//! The signed-in user's share list.

use chrono::{DateTime, Utc};

use cloudvault_core::error::AppError;
use cloudvault_core::result::AppResult;
use cloudvault_core::types::{ShareExpiry, ShareSummary};

use crate::context::AppContext;

/// State of the share list panel.
#[derive(Debug, Clone, Default)]
pub struct ShareListView {
    /// Shares in server order.
    pub shares: Vec<ShareSummary>,
    /// Inline error from the last operation.
    pub error: Option<String>,
}

impl ShareListView {
    /// An empty list; call [`refresh`](Self::refresh) to fill it.
    pub fn new() -> Self {
        Self::default()
    }

    /// Reload the list from the server.
    pub async fn refresh(&mut self, ctx: &mut AppContext) -> AppResult<&[ShareSummary]> {
        let token = ctx.dashboard_token()?;
        let result = ctx.api.list_shares(&token).await;
        match ctx.settle(result).await {
            Ok(shares) => {
                tracing::debug!(count = shares.len(), "Share list loaded");
                self.shares = shares;
                self.error = None;
                Ok(&self.shares)
            }
            Err(err) => Err(self.record(err)),
        }
    }

    /// Delete a share after `confirm` approves it.
    ///
    /// Returns `Ok(false)` when the user declines; nothing is sent then.
    /// On success the share is dropped from the local list.
    pub async fn delete<F>(
        &mut self,
        ctx: &mut AppContext,
        public_id: &str,
        confirm: F,
    ) -> AppResult<bool>
    where
        F: FnOnce(&ShareSummary) -> bool,
    {
        let token = ctx.dashboard_token()?;
        let share = self
            .find(public_id)
            .cloned()
            .ok_or_else(|| AppError::not_found(format!("Share {public_id} not found")))?;

        if !confirm(&share) {
            return Ok(false);
        }

        let result = ctx.api.delete_share(public_id, &token).await;
        match ctx.settle(result).await {
            Ok(_) => {
                tracing::info!(public_id, "Share deleted");
                self.shares.retain(|s| s.public_id != public_id);
                self.error = None;
                Ok(true)
            }
            Err(err) => Err(self.record(err)),
        }
    }

    /// Look up a share by public id.
    pub fn find(&self, public_id: &str) -> Option<&ShareSummary> {
        self.shares.iter().find(|s| s.public_id == public_id)
    }

    /// Shares paired with their expiry state at `now`.
    pub fn with_expiry(&self, now: DateTime<Utc>) -> Vec<(&ShareSummary, ShareExpiry)> {
        self.shares.iter().map(|s| (s, s.expiry(now))).collect()
    }

    fn record(&mut self, err: AppError) -> AppError {
        if !err.is_token_expired() {
            self.error = Some(err.message.clone());
        }
        err
    }
}

/// Prompt shown before deleting a share.
pub const DELETE_SHARE_PROMPT: &str = "Are you sure you want to delete this share and all its files?";
//! Request bodies sent to the CloudVault API.

use serde::Serialize;

use cloudvault_core::types::ExpirationOption;

/// Body of `POST /change-password`.
#[derive(Debug, Clone, Serialize)]
pub struct ChangePasswordRequest {
    /// The new password.
    pub new_password: String,
}

/// Body of `POST /public/share/{id}/unlock`.
#[derive(Debug, Clone, Serialize)]
pub struct UnlockRequest {
    /// Password entered by the recipient.
    pub password: String,
}

/// Body of `POST /share/{id}`.
///
/// Both fields are always serialized; `None` goes out as JSON `null`.
#[derive(Debug, Clone, PartialEq, Eq, Serialize)]
pub struct ShareSettingsUpdate {
    /// Public id echoed back; sent only by the post-upload settings call.
    #[serde(skip_serializing_if = "Option::is_none")]
    pub public_id: Option<String>,
    /// New password. `None` is sent as `null`, never as `""`.
    pub password: Option<String>,
    /// New expiration window in minutes.
    pub expires_minutes: Option<u32>,
}

impl ShareSettingsUpdate {
    /// Build an update from raw form input. An empty password input becomes
    /// `null`.
    pub fn from_input(password: &str, expiration: Option<ExpirationOption>) -> Self {
        Self {
            public_id: None,
            password: (!password.is_empty()).then(|| password.to_string()),
            expires_minutes: expiration.map(ExpirationOption::minutes),
        }
    }

    /// Echo the share's public id in the body.
    #[must_use]
    pub fn for_share(mut self, public_id: impl Into<String>) -> Self {
        self.public_id = Some(public_id.into());
        self
    }
}
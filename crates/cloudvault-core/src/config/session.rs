//! Session persistence configuration.

use serde::{Deserialize, Serialize};

/// Where the authenticated session is kept between runs.
#[derive(Debug, Clone, Serialize, Deserialize)]
pub struct SessionConfig {
    /// Path of the JSON file holding the persisted session.
    #[serde(default = "default_store_path")]
    pub store_path: String,
    /// Persist the session to `store_path`. When false the session only
    /// lives for the duration of one process.
    #[serde(default = "default_persist")]
    pub persist: bool,
}

impl Default for SessionConfig {
    fn default() -> Self {
        Self {
            store_path: default_store_path(),
            persist: default_persist(),
        }
    }
}

fn default_store_path() -> String {
    "data/session.json".to_string()
}

fn default_persist() -> bool {
    true
}
//! Integration tests for login, forced password change and session expiry.

mod helpers;

use std::sync::Arc;

use axum::http::Method;

use cloudvault_core::types::{Session, User};
use cloudvault_service::routing::{self, Route, Screen};
use cloudvault_service::session::{FileSessionStore, SessionStore};
use cloudvault_service::{AppContext, LogoutReason, SessionContext, auth};

#[tokio::test]
async fn test_login_stores_token_user_and_flag() {
    let app = helpers::TestApp::spawn().await;
    app.add_user("alice", "password123", false);
    let mut ctx = app.context();

    auth::login(&mut ctx, "alice", "password123")
        .await
        .expect("login");

    assert!(ctx.session.is_authenticated());
    assert_eq!(ctx.session.user().map(|u| u.username.as_str()), Some("alice"));
    assert!(ctx.session.token().is_some_and(|t| t.starts_with("token-alice-")));
    assert!(!ctx.session.must_change_password());

    let calls = app.calls_to(Method::POST, "/token");
    assert_eq!(calls.len(), 1);
    assert!(
        calls[0]
            .content_type
            .as_deref()
            .is_some_and(|ct| ct.starts_with("application/x-www-form-urlencoded"))
    );
    assert!(calls[0].body.contains("username=alice"));
}

#[tokio::test]
async fn test_failed_login_leaves_session_signed_out() {
    let app = helpers::TestApp::spawn().await;
    app.add_user("alice", "password123", false);
    let mut ctx = app.context();

    let err = auth::login(&mut ctx, "alice", "wrong")
        .await
        .expect_err("bad password");

    assert_eq!(err.message, "Incorrect username or password");
    assert_eq!(err.status, Some(401));
    assert!(!ctx.session.is_authenticated());
    assert_eq!(ctx.session.last_logout(), None);
}

#[tokio::test]
async fn test_blank_credentials_issue_no_request() {
    let app = helpers::TestApp::spawn().await;
    let mut ctx = app.context();

    assert!(auth::login(&mut ctx, "  ", "pw").await.is_err());
    assert!(auth::login(&mut ctx, "alice", "").await.is_err());
    assert_eq!(app.call_count(), 0);
}

#[tokio::test]
async fn test_must_change_password_gates_dashboard() {
    let app = helpers::TestApp::spawn().await;
    app.add_user("bob", "temp-pass", true);
    let mut ctx = app.context();

    auth::login(&mut ctx, "bob", "temp-pass").await.expect("login");
    assert!(ctx.session.must_change_password());
    assert_eq!(
        routing::screen_for(&Route::Home, ctx.session.session()),
        Screen::ChangePassword
    );
    assert!(ctx.dashboard_token().is_err());

    let token_before = ctx.session.token().map(str::to_string);
    auth::change_password(&mut ctx, "new-password-1", "new-password-1")
        .await
        .expect("change password");

    assert!(!ctx.session.must_change_password());
    assert_eq!(ctx.session.token().map(str::to_string), token_before);
    assert_eq!(
        routing::screen_for(&Route::Home, ctx.session.session()),
        Screen::Dashboard
    );

    let calls = app.calls_to(Method::POST, "/change-password");
    assert_eq!(calls.len(), 1);
    assert_eq!(calls[0].json()["new_password"], "new-password-1");
    assert_eq!(
        calls[0].authorization.as_deref(),
        token_before.map(|t| format!("Bearer {t}")).as_deref()
    );
}

#[tokio::test]
async fn test_change_password_validation_issues_no_request() {
    let app = helpers::TestApp::spawn().await;
    app.add_user("bob", "temp-pass", true);
    let mut ctx = app.context();
    auth::login(&mut ctx, "bob", "temp-pass").await.expect("login");
    let before = app.call_count();

    let err = auth::change_password(&mut ctx, "abcdefgh", "abcdefgX")
        .await
        .expect_err("mismatch");
    assert_eq!(err.message, "New passwords do not match");

    let err = auth::change_password(&mut ctx, "short", "short")
        .await
        .expect_err("too short");
    assert_eq!(err.message, "Password must be at least 8 characters long");

    assert_eq!(app.call_count(), before);
    assert!(ctx.session.must_change_password());
}

#[tokio::test]
async fn test_expired_token_forces_logout() {
    let app = helpers::TestApp::spawn().await;
    let mut ctx = app.signed_in("carol").await;
    app.revoke_tokens();

    let mut list = cloudvault_service::share::ShareListView::new();
    let err = list.refresh(&mut ctx).await.expect_err("revoked token");

    assert!(err.is_token_expired());
    assert!(!ctx.session.is_authenticated());
    assert_eq!(ctx.session.last_logout(), Some(LogoutReason::TokenExpired));
    // Forced logout is not an inline error.
    assert!(list.error.is_none());
}

#[tokio::test]
async fn test_session_persists_across_contexts() {
    let app = helpers::TestApp::spawn().await;
    app.add_user("dave", "password123", false);
    let dir = tempfile::tempdir().expect("tempdir");
    let path = dir.path().join("session.json");

    let store: Arc<dyn SessionStore> = Arc::new(FileSessionStore::new(&path));
    let mut ctx = AppContext::new(
        app.client(),
        SessionContext::init(store.clone()).await.expect("init"),
    );
    auth::login(&mut ctx, "dave", "password123").await.expect("login");

    let restored = SessionContext::init(store.clone()).await.expect("restore");
    assert_eq!(restored.user(), Some(&User::new("dave")));
    assert_eq!(restored.token(), ctx.session.token());

    auth::logout(&mut ctx).await.expect("logout");
    assert_eq!(store.load().await.expect("load"), None::<Session>);
    assert_eq!(ctx.session.last_logout(), Some(LogoutReason::UserInitiated));
}
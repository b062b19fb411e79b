//! CLI command definitions and dispatch.

pub mod auth;
pub mod config;
pub mod prompt;
pub mod public;
pub mod shares;
pub mod upload;

use clap::{Parser, Subcommand};

use cloudvault_core::config::AppConfig;
use cloudvault_core::error::AppError;

use crate::output::{self, OutputFormat};

/// CloudVault: share files through expiring, optionally password-protected links
#[derive(Debug, Parser)]
#[command(name = "cloudvault", version, about, long_about = None)]
pub struct Cli {
    /// Configuration environment (loads config/<env>.toml over config/default.toml)
    #[arg(long, global = true, env = "CLOUDVAULT_ENV", default_value = "development")]
    pub env: String,

    /// Output format
    #[arg(short, long, global = true, value_enum, default_value = "table")]
    pub format: OutputFormat,

    /// Subcommand to execute
    #[command(subcommand)]
    pub command: Commands,
}

/// Top-level commands
#[derive(Debug, Subcommand)]
pub enum Commands {
    /// Sign in and store the session
    Login(auth::LoginArgs),
    /// Sign out and forget the stored session
    Logout,
    /// Show the current session
    Whoami,
    /// Change the password of the signed-in user
    ChangePassword,
    /// Upload files as a new share
    Upload(upload::UploadArgs),
    /// Manage your shares
    Shares(shares::SharesArgs),
    /// Open a public share link
    Open(public::OpenArgs),
    /// Configuration management
    Config(config::ConfigArgs),
}

impl Cli {
    /// Execute the CLI command
    pub async fn execute(&self, config: &AppConfig) -> Result<(), AppError> {
        let result = match &self.command {
            Commands::Login(args) => auth::login(args, config).await,
            Commands::Logout => auth::logout(config).await,
            Commands::Whoami => auth::whoami(config, self.format).await,
            Commands::ChangePassword => auth::change_password(config).await,
            Commands::Upload(args) => upload::execute(args, config, self.format).await,
            Commands::Shares(args) => shares::execute(args, config, self.format).await,
            Commands::Open(args) => public::execute(args, config, self.format).await,
            Commands::Config(args) => config::execute(args, config, &self.env, self.format),
        };

        if let Err(e) = &result {
            if e.is_token_expired() {
                output::print_warning(
                    "Your session has expired. Run `cloudvault login` to sign in again.",
                );
            }
        }
        result
    }
}
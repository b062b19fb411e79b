//! Application configuration schemas.
//!
//! All configuration structs are deserialized via the `config` crate from
//! optional TOML files plus `CLOUDVAULT__*` environment variables. Every
//! section has defaults, so the client runs without any file present.

pub mod api;
pub mod logging;
pub mod session;

use serde::{Deserialize, Serialize};

use self::api::ApiConfig;
use self::logging::LoggingConfig;
use self::session::SessionConfig;

use crate::error::AppError;

/// Root application configuration.
#[derive(Debug, Clone, Default, Serialize, Deserialize)]
pub struct AppConfig {
    /// CloudVault API endpoint settings.
    #[serde(default)]
    pub api: ApiConfig,
    /// Session persistence settings.
    #[serde(default)]
    pub session: SessionConfig,
    /// Logging settings.
    #[serde(default)]
    pub logging: LoggingConfig,
}

impl AppConfig {
    /// Load configuration from TOML files and the environment.
    ///
    /// Merges `config/default.toml` with an environment-specific overlay
    /// (`config/{env}.toml`) and environment variables prefixed with
    /// `CLOUDVAULT__` (e.g. `CLOUDVAULT__API__BASE_URL`).
    pub fn load(env: &str) -> Result<Self, AppError> {
        let config = config::Config::builder()
            .add_source(config::File::with_name("config/default").required(false))
            .add_source(config::File::with_name(&format!("config/{env}")).required(false))
            .add_source(
                config::Environment::with_prefix("CLOUDVAULT")
                    .prefix_separator("__")
                    .separator("__")
                    .try_parsing(true),
            )
            .build()
            .map_err(|e| AppError::configuration(format!("Failed to build config: {e}")))?;

        let config: Self = config
            .try_deserialize()
            .map_err(|e| AppError::configuration(format!("Failed to deserialize config: {e}")))?;

        config.validate()?;
        Ok(config)
    }

    /// Check the values that cannot be expressed through serde defaults.
    pub fn validate(&self) -> Result<(), AppError> {
        self.api.validate()?;
        self.logging.validate()
    }
}
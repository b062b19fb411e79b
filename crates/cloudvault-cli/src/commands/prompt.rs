//! Interactive prompts.

use cloudvault_core::error::AppError;
use cloudvault_core::result::AppResult;

/// Use `value` when given, otherwise ask for it.
pub fn text_or_prompt(value: Option<&str>, prompt: &str) -> AppResult<String> {
    match value {
        Some(v) => Ok(v.to_string()),
        None => dialoguer::Input::new()
            .with_prompt(prompt)
            .interact_text()
            .map_err(|e| AppError::internal(format!("Input error: {e}"))),
    }
}

/// Use `value` when given, otherwise ask for it without echo.
pub fn password_or_prompt(value: Option<&str>, prompt: &str) -> AppResult<String> {
    match value {
        Some(v) => Ok(v.to_string()),
        None => password(prompt),
    }
}

/// Ask for a password without echo.
pub fn password(prompt: &str) -> AppResult<String> {
    dialoguer::Password::new()
        .with_prompt(prompt)
        .allow_empty_password(true)
        .interact()
        .map_err(|e| AppError::internal(format!("Input error: {e}")))
}

/// Yes/no question defaulting to no. A failed prompt counts as no.
pub fn confirm(prompt: &str) -> bool {
    dialoguer::Confirm::new()
        .with_prompt(prompt)
        .default(false)
        .interact()
        .unwrap_or_else(|e| {
            tracing::warn!(error = %e, "Confirmation prompt failed");
            false
        })
}
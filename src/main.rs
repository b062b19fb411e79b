//! CloudVault command-line client.
//!
//! Entry point that loads configuration, sets up logging and dispatches
//! the parsed command.

use clap::Parser;
use tracing_subscriber::{EnvFilter, fmt};

use cloudvault_cli::Cli;
use cloudvault_cli::output;
use cloudvault_core::config::AppConfig;
use cloudvault_core::error::AppError;

#[tokio::main]
async fn main() {
    let cli = Cli::parse();

    let config = match load_configuration(&cli.env) {
        Ok(c) => c,
        Err(e) => {
            output::print_error(&format!("Failed to load configuration: {e}"));
            std::process::exit(1);
        }
    };

    init_logging(&config);

    if let Err(e) = run(&cli, &config).await {
        tracing::debug!(kind = %e.kind, status = ?e.status, "Command failed");
        output::print_error(&e.to_string());
        std::process::exit(1);
    }
}

/// Load configuration for the selected environment
fn load_configuration(env: &str) -> Result<AppConfig, AppError> {
    AppConfig::load(env)
}

/// Initialize tracing/logging
///
/// Logs go to stderr so command output on stdout stays machine-readable.
fn init_logging(config: &AppConfig) {
    let filter =
        EnvFilter::try_from_default_env().unwrap_or_else(|_| EnvFilter::new(&config.logging.level));

    match config.logging.format.as_str() {
        "json" => {
            fmt()
                .json()
                .with_env_filter(filter)
                .with_target(true)
                .with_writer(std::io::stderr)
                .init();
        }
        _ => {
            fmt()
                .pretty()
                .with_env_filter(filter)
                .with_target(true)
                .with_writer(std::io::stderr)
                .init();
        }
    }
}

/// Run the parsed command
async fn run(cli: &Cli, config: &AppConfig) -> Result<(), AppError> {
    tracing::debug!(
        version = env!("CARGO_PKG_VERSION"),
        api = %config.api.base_url,
        "Starting CloudVault client"
    );
    cli.execute(config).await
}
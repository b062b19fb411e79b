//! Configuration management CLI commands.

use clap::{Args, Subcommand};

use cloudvault_core::config::AppConfig;
use cloudvault_core::error::AppError;

use crate::output::{self, OutputFormat};

/// Arguments for config commands
#[derive(Debug, Args)]
pub struct ConfigArgs {
    /// Config subcommand
    #[command(subcommand)]
    pub command: ConfigCommand,
}

/// Config subcommands
#[derive(Debug, Subcommand)]
pub enum ConfigCommand {
    /// Show the effective configuration
    Show,
    /// Check that the configuration loads and validates
    Validate,
}

/// Execute config commands
///
/// The binary has already loaded and validated `config` by the time this
/// runs, so `validate` only reports what was resolved.
pub fn execute(
    args: &ConfigArgs,
    config: &AppConfig,
    env: &str,
    format: OutputFormat,
) -> Result<(), AppError> {
    match &args.command {
        ConfigCommand::Show => match format {
            OutputFormat::Json => output::print_json(config),
            OutputFormat::Table => {
                output::print_kv("Environment", env);
                output::print_kv("API base URL", &config.api.base_url);
                output::print_kv("Public base URL", config.api.public_base());
                output::print_kv(
                    "Request timeout",
                    &format!("{}s", config.api.request_timeout_seconds),
                );
                output::print_kv("User agent", &config.api.user_agent);
                output::print_kv("Session store", &config.session.store_path);
                output::print_kv("Persist session", output::yes_no(config.session.persist));
                output::print_kv("Log level", &config.logging.level);
                output::print_kv("Log format", &config.logging.format);
            }
        },
        ConfigCommand::Validate => {
            output::print_success(&format!("Configuration for '{env}' is valid"));
            println!("  API: {}", config.api.base_url);
            println!("  Session store: {}", config.session.store_path);
        }
    }

    Ok(())
}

----------------------------------------

PROBLEM TO WORK ON
Whenever the string "Method" shows up in a line of the records, that line counts; state how many lines count, and only that.

EXERCISE ANSWER
3